Brooklyn Bar Association gives tips for estate planning in the digital age
Technology has had many intended and unintended consequences over the years and as it takes over more of our lives, trust and estate attorneys are taking more consideration of digital assets and what happens to our online accounts after we die.
Daniel Antonelli, the vice chair of the Brooklyn Bar Association’s Trust and Estates Section, has certainly taken notice.
“From what I see, there is a question as to whether you can get into people’s email accounts or social media accounts after they die, and for what reasons,” Antonelli said. “There is a distinction between digital assets in your iPhone, like photos, and emails, which are more of a communication than an asset. The law isn’t clear on what executors have access to and when.”
To help clear up some issues, the Brooklyn Bar Association hosted attorney Robert M. Harper, from the law firm Farrell Fritz, P.C., to give a continuing legal education lecture entitled, “Death Gets Digital: Your Password Won’t Expire Even When You Do,” at the bar association on Remsen Street on Wednesday.
“For attorneys who are drafting wills for clients it’s going to educate them about the best way to fulfill their wishes,” Antonelli said. “Do their clients want other people to read their emails? Maybe there are old love letters in there, or other sensitive materials, so maybe they do, maybe they don’t. If you specify in the will, that is your best chance at accomplishing your clients wishes.”

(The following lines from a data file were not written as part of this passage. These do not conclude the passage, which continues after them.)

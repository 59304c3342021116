//! h-entry extraction for inbound webmentions.
//!
//! Walks a parsed document and reads the handful of microformats2 properties
//! needed to describe a mention: author card, plain-text content, publication
//! date and the reply/like/repost links that decide the mention type.
//!
//! Only the first `h-entry` in the document is considered. Anything missing or
//! malformed is simply left out of the result.

mod text;

use std::sync::LazyLock;

use backfeed_shared::{Author, MentionPayload, MentionType};
use chrono::{DateTime, Utc};
use scraper::{ElementRef, Html, Selector};
use tracing::{debug, instrument};
use url::Url;

// ---------------------------------------------------------------------------
// Selectors (compiled once)
// ---------------------------------------------------------------------------

macro_rules! selector {
    ($name:ident, $css:literal) => {
        static $name: LazyLock<Selector> =
            LazyLock::new(|| Selector::parse($css).expect(concat!("selector ", $css)));
    };
}

selector!(H_ENTRY, ".h-entry");
selector!(P_AUTHOR, ".p-author");
selector!(P_NAME, ".p-name");
selector!(E_CONTENT, ".e-content");
selector!(DT_PUBLISHED, ".dt-published");
selector!(U_IN_REPLY_TO, ".u-in-reply-to");
selector!(U_LIKE_OF, ".u-like-of");
selector!(U_REPOST_OF, ".u-repost-of");
selector!(ANCHOR, "a[href]");
selector!(IMG, "img[src]");

// ---------------------------------------------------------------------------
// Public types
// ---------------------------------------------------------------------------

/// The properties of one h-entry that matter for a webmention.
#[derive(Debug, Clone, Default, PartialEq, Eq)]
pub struct HEntry {
    pub mention_type: MentionType,
    pub author: Option<Author>,
    pub content: Option<String>,
    pub published_at: Option<DateTime<Utc>>,
    /// Absolute URLs from `u-in-reply-to`.
    pub in_reply_to: Vec<String>,
    /// Absolute URLs from `u-like-of`.
    pub like_of: Vec<String>,
    /// Absolute URLs from `u-repost-of`.
    pub repost_of: Vec<String>,
}

impl HEntry {
    /// The part stored with the mention record.
    pub fn into_payload(self) -> MentionPayload {
        MentionPayload {
            author: self.author,
            content: self.content,
            published_at: self.published_at,
        }
    }
}

// ---------------------------------------------------------------------------
// Extraction
// ---------------------------------------------------------------------------

/// Extract the first h-entry of `html`.
///
/// Relative author URLs, photos and classification links are resolved
/// against `source_url`. Returns `None` when the page has no h-entry.
#[instrument(skip(html), fields(source = %source_url))]
pub fn extract(html: &str, source_url: &Url) -> Option<HEntry> {
    let doc = Html::parse_document(html);
    let Some(entry) = doc.select(&H_ENTRY).next() else {
        debug!("no h-entry found");
        return None;
    };

    let in_reply_to = links(entry, &U_IN_REPLY_TO, source_url);
    let like_of = links(entry, &U_LIKE_OF, source_url);
    let repost_of = links(entry, &U_REPOST_OF, source_url);

    let mention_type = classify(&in_reply_to, &like_of, &repost_of);

    let parsed = HEntry {
        mention_type,
        author: author(entry, source_url),
        content: content(entry),
        published_at: published(entry),
        in_reply_to,
        like_of,
        repost_of,
    };

    debug!(
        mention_type = %parsed.mention_type,
        has_author = parsed.author.is_some(),
        has_content = parsed.content.is_some(),
        "h-entry extracted"
    );
    Some(parsed)
}

/// Reply wins over like, like over repost; everything else is a mention.
fn classify(in_reply_to: &[String], like_of: &[String], repost_of: &[String]) -> MentionType {
    if !in_reply_to.is_empty() {
        MentionType::Reply
    } else if !like_of.is_empty() {
        MentionType::Like
    } else if !repost_of.is_empty() {
        MentionType::Repost
    } else {
        MentionType::Mention
    }
}

fn author(entry: ElementRef<'_>, base: &Url) -> Option<Author> {
    let card = entry.select(&P_AUTHOR).next()?;

    // `<a class="p-author p-name" href="...">Jane</a>` is a common shorthand.
    let name_el = if has_class(card, "p-name") {
        Some(card)
    } else {
        card.select(&P_NAME).next()
    };
    let name = name_el
        .map(text::plain_text)
        .filter(|name| !name.is_empty());

    let href = if card.value().name() == "a" {
        card.value().attr("href")
    } else {
        card.select(&ANCHOR).next().and_then(|a| a.value().attr("href"))
    };
    let url = href.and_then(|href| resolve(base, href));

    let photo = card
        .select(&IMG)
        .next()
        .and_then(|img| img.value().attr("src"))
        .and_then(|src| resolve(base, src));

    let author = Author { name, url, photo };
    (!author.is_empty()).then_some(author)
}

fn content(entry: ElementRef<'_>) -> Option<String> {
    let el = entry.select(&E_CONTENT).next()?;
    let text = text::plain_text(el);
    (!text.is_empty()).then_some(text)
}

fn published(entry: ElementRef<'_>) -> Option<DateTime<Utc>> {
    let el = entry.select(&DT_PUBLISHED).next()?;
    match el.value().attr("datetime") {
        Some(value) => text::parse_published(value),
        None => text::parse_published(&text::plain_text(el)),
    }
}

/// Every link carried by elements matching `selector`, in document order.
///
/// The link is the element's own `href`, or else its first descendant anchor
/// (the nested `h-cite` form).
fn links(entry: ElementRef<'_>, selector: &Selector, base: &Url) -> Vec<String> {
    entry
        .select(selector)
        .filter_map(|el| {
            el.value()
                .attr("href")
                .or_else(|| el.select(&ANCHOR).next().and_then(|a| a.value().attr("href")))
        })
        .filter_map(|href| resolve(base, href))
        .collect()
}

fn has_class(el: ElementRef<'_>, class: &str) -> bool {
    el.value().classes().any(|c| c == class)
}

fn resolve(base: &Url, href: &str) -> Option<String> {
    let href = href.trim();
    if href.is_empty() {
        return None;
    }
    base.join(href).ok().map(String::from)
}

The two-hour lecture was an attempt to answer as many questions as attorneys who attended had and also help them to avoid some of the unanswerable questions. For many attorneys in attendance at the lecture, this is something that went from a hypothetical question just a few years ago to one that comes up often in their practice.
Antonelli recalled the first time he was litigating a will and wanted to gain access to a person’s email account to determine if the person intended something to be a gift left in the will or not. When he contacted Google to try to gain access to the account, he was denied.
“There aren’t clear answers for the questions surrounding the topic,” Antonelli admitted. “I’m working on a case against Facebook and Google where we’re trying to get information that we know they’re not going to give to us so we’re looking at potential discovery decisions. I don’t know if I’m going to win, but at least we can make some law and we’ll have an answer one way or another.”
Unfortunately, Harper didn’t have clear-cut answers either. A big part of the problem is that these issues haven’t been addressed by the courts before and have largely been completely ignored by both state and federal legislators.
“What is a digital asset?” Harper asked rhetorically. “The answer is not clear-cut. There are courts here in New York that describe digital assets as intangible property. That answer, in my view, leaves a lot to be desired. We have to be mindful of the fact that while the development of digital assets and technology is going full steam ahead, the law is not keeping pace. We’re only now finally getting cases that address digital assets in a trust and estates capacity.”
That doesn’t mean that Harper didn’t do his best to explain the current case law that is available and recommend best practices that he thought attorneys should follow to try to prevent issues from arising. He also passed along four “best practice” tips for estate planning in the digital age.
His first tip — advise clients to select fiduciaries who are comfortable dealing with digital assets. Second, draft estate planning instruments to address digital assets. Third, instruct clients to back up all data, email and any digital assets they can regularly so that they don’t need to be retrieved by another person after their death. Finally, suggest to clients that they attach digital assets in the names of their corporate entities rather than their own names when possible.